Peace, a 40-year old single mother of four, earns a living growing crops in her two gardens in the Kole District of northern Uganda. “One day she hopes to start a petty trade business and to plant rice in order to increase her household’s income,” according to a case study conducted by the International Food Policy Research Institute (IFPRI).
Peace is an empowered woman in the agricultural sector, according to the Women’s Empowerment in Agriculture Index (WEAI), launched in 2012 by IFPRI, the Feed the Future Initiative, the Oxford Poverty and Human Development Initiative (OPHI) and the U.S. Agency for International Development (USAID).

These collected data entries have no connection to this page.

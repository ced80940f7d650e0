use crate::value::Value;

///
/// ValueTag
///
/// Stable value-variant tag used for diagnostics and cross-variant ordering.
///
/// IMPORTANT:
/// Tag values are part of stable behavior and must remain fixed.
///

#[repr(u8)]
#[derive(Clone, Copy, Debug, Eq, Hash, Ord, PartialEq, PartialOrd)]
pub enum ValueTag {
    Blob = 1,
    Bool = 2,
    Enum = 3,
    Float32 = 4,
    Float64 = 5,
    Int = 6,
    Long = 7,
    Number = 8,
    Text = 9,
    Timestamp = 10,
    Empty = 11,
    JsonNull = 12,
    Null = 13,
}

impl ValueTag {
    /// Stable human-readable value kind label for diagnostics.
    #[must_use]
    pub const fn label(self) -> &'static str {
        match self {
            Self::Blob => "Blob",
            Self::Bool => "Bool",
            Self::Enum => "Enum",
            Self::Float32 => "Float32",
            Self::Float64 => "Float64",
            Self::Int => "Int",
            Self::Long => "Long",
            Self::Number => "Number",
            Self::Text => "Text",
            Self::Timestamp => "Timestamp",
            Self::Empty => "EMPTY",
            Self::JsonNull => "JSON-NULL",
            Self::Null => "SQL-NULL",
        }
    }
}

#[must_use]
pub(super) const fn canonical_tag(value: &Value) -> ValueTag {
    match value {
        Value::Blob(_) => ValueTag::Blob,
        Value::Bool(_) => ValueTag::Bool,
        Value::Empty => ValueTag::Empty,
        Value::Enum(_) => ValueTag::Enum,
        Value::Float32(_) => ValueTag::Float32,
        Value::Float64(_) => ValueTag::Float64,
        Value::Int(_) => ValueTag::Int,
        Value::JsonNull => ValueTag::JsonNull,
        Value::Long(_) => ValueTag::Long,
        Value::Null => ValueTag::Null,
        Value::Number(_) => ValueTag::Number,
        Value::Text(_) => ValueTag::Text,
        Value::Timestamp(_) => ValueTag::Timestamp,
    }
}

The U.N. Food and Agriculture Organization (FAO) estimates that female farmers contribute to more than 50 percent of the world’s food production, whereas in sub-Saharan Africa and the Caribbean they make up approximately 80 percent of the agricultural labor force. But despite the relentless efforts toward achieving the third Millennium Development Goal (MDG) of gender equality and women’s empowerment by 2015, hundreds of thousands of female farmers worldwide are still facing multiple challenges due to social constraints, ranging from less access to agricultural resources and decision-making to land grabbing and lack of education.
Based on pilot surveys conducted in Bangladesh, Guatemala and Uganda, the Index aims at “increasing understanding of the connections between women’s empowerment, food security and agricultural growth” and measures women’s engagement in agriculture over five areas: production, resources, income, leadership and time allocation. A woman is considered empowered if she fulfills the conditions required by the index in at least four out of five domains. In addition to tracking the nature of empowerment, the WEAI also offers insight into gender inequality within the household, which is essential to understand and analyze the gender empowerment gap in focus countries.
A year after the index was founded, Emily Hogue, team leader for monitoring and evaluation in the Bureau for Food Security at USAID, spoke in an interview with IFPRI about major achievements made over the last year as well as outstanding issues that have to be addressed in the foreseeable future.
“We created the WEAI as a monitoring and evaluation (M&E) tool to track the effects of our programs over time, but one of the most exciting uses of the WEAI has been as a diagnostic tool to identify constraints women face in the agriculture sector,” said Houge. “Once we identify those constraints, we tailor our programs to address them,” she went on to say.
Hogue pointed out that some organizations, including the International Fund for Agricultural Development (IFAD) and CARE International, have already expressed willingness to implement the WEAI as a tool in monitoring their own projects in the developing countries.
The WEAI Resource Center at IFPRI provides support to users on collecting and analyzing the WEAI data as well as adjusting the questionnaire for new contexts. Moreover, IFPRI along with its partners selected four dissertation research fellowships on the WEAI that seek to examine how women’s empowerment impacts other development outcomes, including improved nutrition.